= REQUIRED WORK =
Reproduce the material that follows, please, but only from its first line to the line containing "impl IntoFieldValue for bool", inclusive.

━━━━━━━━━━━━━━━━

// ============================================================================
// Field values
// ============================================================================

/// Conversion into a JSON field value.
///
/// This is the wire-format seam: dates, datetimes and times become ISO-8601
/// text, durations become seconds, and non-finite floats are rejected here
/// so an encoded payload can never contain NaN or Infinity.
pub trait IntoFieldValue {
  fn into_field_value(self) -> Result<Value>;
}

impl IntoFieldValue for Value {
  fn into_field_value(self) -> Result<Value> {
    Ok(self)
  }
}

impl IntoFieldValue for Map<String, Value> {
  fn into_field_value(self) -> Result<Value> {
    Ok(Value::Object(self))
  }
}

impl IntoFieldValue for String {
  fn into_field_value(self) -> Result<Value> {
    Ok(Value::String(self))
  }
}

impl IntoFieldValue for &str {
  fn into_field_value(self) -> Result<Value> {
    Ok(Value::String(self.to_string()))
  }
}

impl IntoFieldValue for bool {
  fn into_field_value(self) -> Result<Value> {
    Ok(Value::Bool(self))
  }
}

impl IntoFieldValue for i32 {
  fn into_field_value(self) -> Result<Value> {
    Ok(Value::from(self))
  }
}

impl IntoFieldValue for i64 {
  fn into_field_value(self) -> Result<Value> {
    Ok(Value::from(self))
  }
}

impl IntoFieldValue for u64 {
  fn into_field_value(self) -> Result<Value> {
    Ok(Value::from(self))
  }
}

impl IntoFieldValue for usize {
  fn into_field_value(self) -> Result<Value> {
    Ok(Value::from(self))
  }
}

impl IntoFieldValue for f64 {
  fn into_field_value(self) -> Result<Value> {
    serde_json::Number::from_f64(self)
      .map(Value::Number)
      .ok_or_else(|| {
        PlanhatError::InvalidPayload(format!("non-finite float {self} is not valid JSON"))
      })
  }
}

impl IntoFieldValue for f32 {
  fn into_field_value(self) -> Result<Value> {
    (self as f64).into_field_value()
  }
}

impl IntoFieldValue for DateTime<Utc> {
  fn into_field_value(self) -> Result<Value> {
    Ok(Value::String(self.to_rfc3339()))
  }
}

impl IntoFieldValue for DateTime<FixedOffset> {
  fn into_field_value(self) -> Result<Value> {
    Ok(Value::String(self.to_rfc3339()))
  }
}

impl IntoFieldValue for NaiveDateTime {
  fn into_field_value(self) -> Result<Value> {
    Ok(Value::String(self.format("%Y-%m-%dT%H:%M:%S%.f").to_string()))
  }
}

impl IntoFieldValue for NaiveDate {
  fn into_field_value(self) -> Result<Value> {
    Ok(Value::String(self.format("%Y-%m-%d").to_string()))
  }
}

impl IntoFieldValue for NaiveTime {
  fn into_field_value(self) -> Result<Value> {
    Ok(Value::String(self.format("%H:%M:%S%.f").to_string()))
  }
}

impl IntoFieldValue for chrono::Duration {
  fn into_field_value(self) -> Result<Value> {
    // Durations travel as total seconds
    (self.num_milliseconds() as f64 / 1000.0).into_field_value()
  }
}

impl<T: IntoFieldValue> IntoFieldValue for Option<T> {
  fn into_field_value(self) -> Result<Value> {
    match self {
      Some(value) => value.into_field_value(),
      None => Ok(Value::Null),
    }
  }
}

impl<T: IntoFieldValue> IntoFieldValue for Vec<T> {
  fn into_field_value(self) -> Result<Value> {
    let values = self
      .into_iter()
      .map(IntoFieldValue::into_field_value)
      .collect::<Result<Vec<_>>>()?;
    Ok(Value::Array(values))
  }
}

// ============================================================================
// Object
// ============================================================================

/// One Planhat entity: a kind tag plus its JSON fields.
#[derive(Debug, Clone)]
pub struct Object {
  kind: ObjectKind,
  fields: Map<String, Value>,
}

impl Object {
  /// Create an empty record of the given kind.
  pub fn new(kind: ObjectKind) -> Self {
    Self {
      kind,
      fields: Map::new(),
    }
  }

  /// Create a record from an existing field map.
  pub fn from_map(kind: ObjectKind, fields: Map<String, Value>) -> Self {
    Self { kind, fields }
  }

  /// Create a record from a JSON value, which must be an object.
  pub fn from_value(kind: ObjectKind, value: Value) -> Result<Self> {
    match value {
      Value::Object(fields) => Ok(Self { kind, fields }),
      other => Err(PlanhatError::InvalidPayload(format!(
        "expected a JSON object for {kind}, got {other}"
      ))),
    }
  }

  /// Create a collection from a list of JSON objects.
  pub fn from_list(kind: ObjectKind, values: Vec<Value>) -> Result<ObjectList> {
    let mut list = ObjectList::for_kind(kind);
    for value in values {
      list.push(Self::from_value(kind, value)?)?;
    }
    Ok(list)
  }

  /// Decode a response body into a record or a collection, resolving the
  /// concrete kind from the request URL path.
  pub fn from_response(response: &Response) -> Result<Decoded> {
    let url = Url::parse(&response.url)
      .map_err(|e| PlanhatError::Resolution(format!("unparseable response URL {}: {e}", response.url)))?;
    let kind = ObjectKind::from_path(url.path())?;
    Self::from_response_as(kind, response)
  }

  /// Decode a response body into a record or collection of a known kind.
  pub fn from_response_as(kind: ObjectKind, response: &Response) -> Result<Decoded> {
    match &response.body {
      Value::Object(fields) => Ok(Decoded::Object(Self {
        kind,
        fields: fields.clone(),
      })),
      Value::Array(values) => {
        Self::from_list(kind, values.clone()).map(Decoded::List)
      }
      other => Err(PlanhatError::InvalidPayload(format!(
        "response body is neither an object nor a list: {other}"
      ))),
    }
  }

  /// The record's kind.
  pub fn kind(&self) -> ObjectKind {
    self.kind
  }

  // ==========================================================================
  // Identifier accessors
  // ==========================================================================

  fn str_field(&self, key: &str) -> &str {
    self.fields.get(key).and_then(Value::as_str).unwrap_or("")
  }

  /// The Planhat-assigned id (`_id`), or `""` when absent.
  pub fn id(&self) -> &str {
    self.str_field("_id")
  }

  /// The source CRM id (`sourceId`), or `""` when absent.
  pub fn source_id(&self) -> &str {
    self.str_field("sourceId")
  }

  /// The caller's own system id (`externalId`), or `""` when absent.
  pub fn external_id(&self) -> &str {
    self.str_field("externalId")
  }

  /// The identifier for the given scheme.
  pub fn id_of_kind(&self, id_kind: IdKind) -> &str {
    match id_kind {
      IdKind::Native => self.id(),
      IdKind::Source => self.source_id(),
      IdKind::External => self.external_id(),
    }
  }

  /// Whether `other` refers to the same Planhat object, determined by
  /// comparing the identifier triple: any pair that is non-empty on both
  /// sides and equal makes the records the same object.
  pub fn is_same_object(&self, other: &Object) -> bool {
    [IdKind::Native, IdKind::Source, IdKind::External]
      .iter()
      .any(|&id_kind| {
        let (a, b) = (self.id_of_kind(id_kind), other.id_of_kind(id_kind));
        !a.is_empty() && !b.is_empty() && a == b
      })
  }

  // ==========================================================================
  // Common field accessors
  // ==========================================================================

  /// The record's name, or `""` when absent.
  pub fn name(&self) -> &str {
    self.str_field("name")
  }

  /// The record's custom-field map, if any.
  pub fn custom(&self) -> Option<&Map<String, Value>> {
    self.fields.get("custom").and_then(Value::as_object)
  }

  /// The owning company id, read from `companyId` with `cId` as alias.
  pub fn company_id(&self) -> &str {
    let id = self.str_field("companyId");
    if id.is_empty() {
      self.str_field("cId")
    } else {
      id
    }
  }

  /// The owning company name, read from `companyName` with `cName` as alias.
  pub fn company_name(&self) -> &str {
    let name = self.str_field("companyName");
    if name.is_empty() {
      self.str_field("cName")
    } else {
      name
    }
  }

  /// Email address (endusers, users and tickets).
  pub fn email(&self) -> &str {
    self.str_field("email")
  }

  /// First name (users).
  pub fn first_name(&self) -> &str {
    self.str_field("firstName")
  }

  /// Last name (users).
  pub fn last_name(&self) -> &str {
    self.str_field("lastName")
  }

  /// Task type, `task` or `event` (tasks).
  pub fn task_type(&self) -> &str {
    self.str_field("type")
  }

  /// The singular name of the model owning a custom field.
  pub fn parent(&self) -> &str {
    self.str_field("parent")
  }

  /// The campaign this NPS record belongs to.
  pub fn campaign_id(&self) -> &str {
    self.str_field("campaignId")
  }

  fn str_list_field(&self, key: &str) -> Vec<&str> {
    self
      .fields
      .get(key)
      .and_then(Value::as_array)
      .map(|values| values.iter().filter_map(Value::as_str).collect())
      .unwrap_or_default()
  }

  /// Ids of the companies an issue is linked to.
  pub fn company_ids(&self) -> Vec<&str> {
    self.str_list_field("companyIds")
  }

  /// Names of the companies an issue is linked to.
  pub fn company_names(&self) -> Vec<&str> {
    self.str_list_field("companies")
  }

  /// Ids of the endusers an issue is linked to.
  pub fn enduser_ids(&self) -> Vec<&str> {
    self.str_list_field("enduserIds")
  }

  /// Names of the endusers an issue is linked to.
  pub fn enduser_names(&self) -> Vec<&str> {
    self.str_list_field("endusers")
  }

  // ==========================================================================
  // Metric accessors
  // ==========================================================================

  /// The metric's dimension id.
  pub fn dimension_id(&self) -> &str {
    self.str_field("dimensionId")
  }

  /// The metric's numeric value.
  pub fn value(&self) -> Option<f64> {
    self.fields.get("value").and_then(Value::as_f64)
  }

  /// The type-tag of the model object this metric describes
  /// (`Company`, `Asset`, ...).
  pub fn model(&self) -> &str {
    self.str_field("model")
  }

  /// Resolve the model type-tag to an object kind.
  pub fn model_kind(&self) -> Result<ObjectKind> {
    ObjectKind::from_name(self.model())
  }

  /// Id of the model object this metric describes.
  pub fn parent_id(&self) -> &str {
    self.str_field("parentId")
  }

  /// The metric day as days since 1970-01-01.
  pub fn day(&self) -> Option<i64> {
    self.fields.get("day").and_then(Value::as_i64)
  }

  fn datetime_field(&self, key: &str) -> Option<DateTime<Utc>> {
    let text = self.fields.get(key)?.as_str()?;
    DateTime::parse_from_rfc3339(text)
      .ok()
      .map(|dt| dt.with_timezone(&Utc))
  }

  /// The metric's time of record.
  pub fn time(&self) -> Option<DateTime<Utc>> {
    self.datetime_field("time")
  }

  /// The metric's calendar date.
  pub fn date(&self) -> Option<NaiveDate> {
    let text = self.fields.get("date")?.as_str()?;
    DateTime::parse_from_rfc3339(text)
      .map(|dt| dt.date_naive())
      .or_else(|_| NaiveDate::parse_from_str(text, "%Y-%m-%d"))
      .ok()
  }

  /// The Planhat-assigned ingestion timestamp (`timestamp.value`).
  pub fn timestamp(&self) -> Option<DateTime<Utc>> {
    let text = self.fields.get("timestamp")?.get("value")?.as_str()?;
    DateTime::parse_from_rfc3339(text)
      .ok()
      .map(|dt| dt.with_timezone(&Utc))
  }

  // ==========================================================================
  // Mutation
  // ==========================================================================

  /// Look up a raw field value.
  pub fn get(&self, key: &str) -> Option<&Value> {
    self.fields.get(key)
  }

  /// Set a field. Temporal values are converted to their ISO-8601 wire
  /// form; non-finite floats are rejected.
  pub fn set(&mut self, key: impl Into<String>, value: impl IntoFieldValue) -> Result<()> {
    self.fields.insert(key.into(), value.into_field_value()?);
    Ok(())
  }

  /// Remove a field, returning its previous value.
  pub fn remove_field(&mut self, key: &str) -> Option<Value> {
    self.fields.remove(key)
  }

  /// Copy every field of `other` into this record, overwriting existing
  /// values. This is the cache merge-on-write primitive.
  pub fn merge_fields(&mut self, other: &Object) {
    for (key, value) in &other.fields {
      self.fields.insert(key.clone(), value.clone());
    }
  }

  /// Borrow the underlying field map.
  pub fn fields(&self) -> &Map<String, Value> {
    &self.fields
  }

  // Infallible string-field builders for the common construction paths.

  /// Set the Planhat id and return the record.
  pub fn with_id(mut self, id: impl Into<String>) -> Self {
    self.fields.insert("_id".to_string(), Value::String(id.into()));
    self
  }

  /// Set the source id and return the record.
  pub fn with_source_id(mut self, source_id: impl Into<String>) -> Self {
    self
      .fields
      .insert("sourceId".to_string(), Value::String(source_id.into()));
    self
  }

  /// Set the external id and return the record.
  pub fn with_external_id(mut self, external_id: impl Into<String>) -> Self {
    self
      .fields
      .insert("externalId".to_string(), Value::String(external_id.into()));
    self
  }

  /// Set the name and return the record.
  pub fn with_name(mut self, name: impl Into<String>) -> Self {
    self.fields.insert("name".to_string(), Value::String(name.into()));
    self
  }

  /// Set the owning company id and return the record.
  pub fn with_company_id(mut self, company_id: impl Into<String>) -> Self {
    self
      .fields
      .insert("companyId".to_string(), Value::String(company_id.into()));
    self
  }

  /// Set the owning company name and return the record.
  pub fn with_company_name(mut self, company_name: impl Into<String>) -> Self {
    self
      .fields
      .insert("companyName".to_string(), Value::String(company_name.into()));
    self
  }

  /// Set the email address and return the record.
  pub fn with_email(mut self, email: impl Into<String>) -> Self {
    self.fields.insert("email".to_string(), Value::String(email.into()));
    self
  }

  // ==========================================================================
  // Wire form
  // ==========================================================================

  /// The URL path addressing this record, using the preferred id scheme if
  /// that id is present, else falling back native → source → external.
  pub fn get_urlpath(&self, id_kind: IdKind) -> Result<String> {
    let id = self.id_of_kind(id_kind);
    if !id.is_empty() {
      return Ok(format!(
        "/{}/{}{}",
        self.kind.api_name(),
        id_kind.prefix(),
        id
      ));
    }
    self.any_urlpath()
  }

  fn any_urlpath(&self) -> Result<String> {
    for id_kind in [IdKind::Native, IdKind::Source, IdKind::External] {
      if !self.id_of_kind(id_kind).is_empty() {
        return self.get_urlpath(id_kind);
      }
    }
    Err(PlanhatError::InvalidPayload(format!(
      "unable to determine an id for {self}"
    )))
  }

  /// The `/{collection}` path for this record's kind.
  pub fn type_urlpath(&self) -> String {
    self.kind.type_urlpath()
  }

  /// The record's fields as an owned JSON value.
  pub fn to_json(&self) -> Value {
    Value::Object(self.fields.clone())
  }

  /// Encode the record as a JSON byte payload for request bodies.
  pub fn encode(&self) -> Result<Vec<u8>> {
    serde_json::to_vec(&self.fields).map_err(|e| PlanhatError::InvalidPayload(e.to_string()))
  }
}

━━━━━━━━━━━━━━━━

= SOLUTION TO THE PROBLEM =
// ============================================================================
// Field values
// ============================================================================

/// Conversion into a JSON field value.
///
/// This is the wire-format seam: dates, datetimes and times become ISO-8601
/// text, durations become seconds, and non-finite floats are rejected here
/// so an encoded payload can never contain NaN or Infinity.
pub trait IntoFieldValue {
  fn into_field_value(self) -> Result<Value>;
}

impl IntoFieldValue for Value {
  fn into_field_value(self) -> Result<Value> {
    Ok(self)
  }
}

impl IntoFieldValue for Map<String, Value> {
  fn into_field_value(self) -> Result<Value> {
    Ok(Value::Object(self))
  }
}

impl IntoFieldValue for String {
  fn into_field_value(self) -> Result<Value> {
    Ok(Value::String(self))
  }
}

impl IntoFieldValue for &str {
  fn into_field_value(self) -> Result<Value> {
    Ok(Value::String(self.to_string()))
  }
}

impl IntoFieldValue for bool {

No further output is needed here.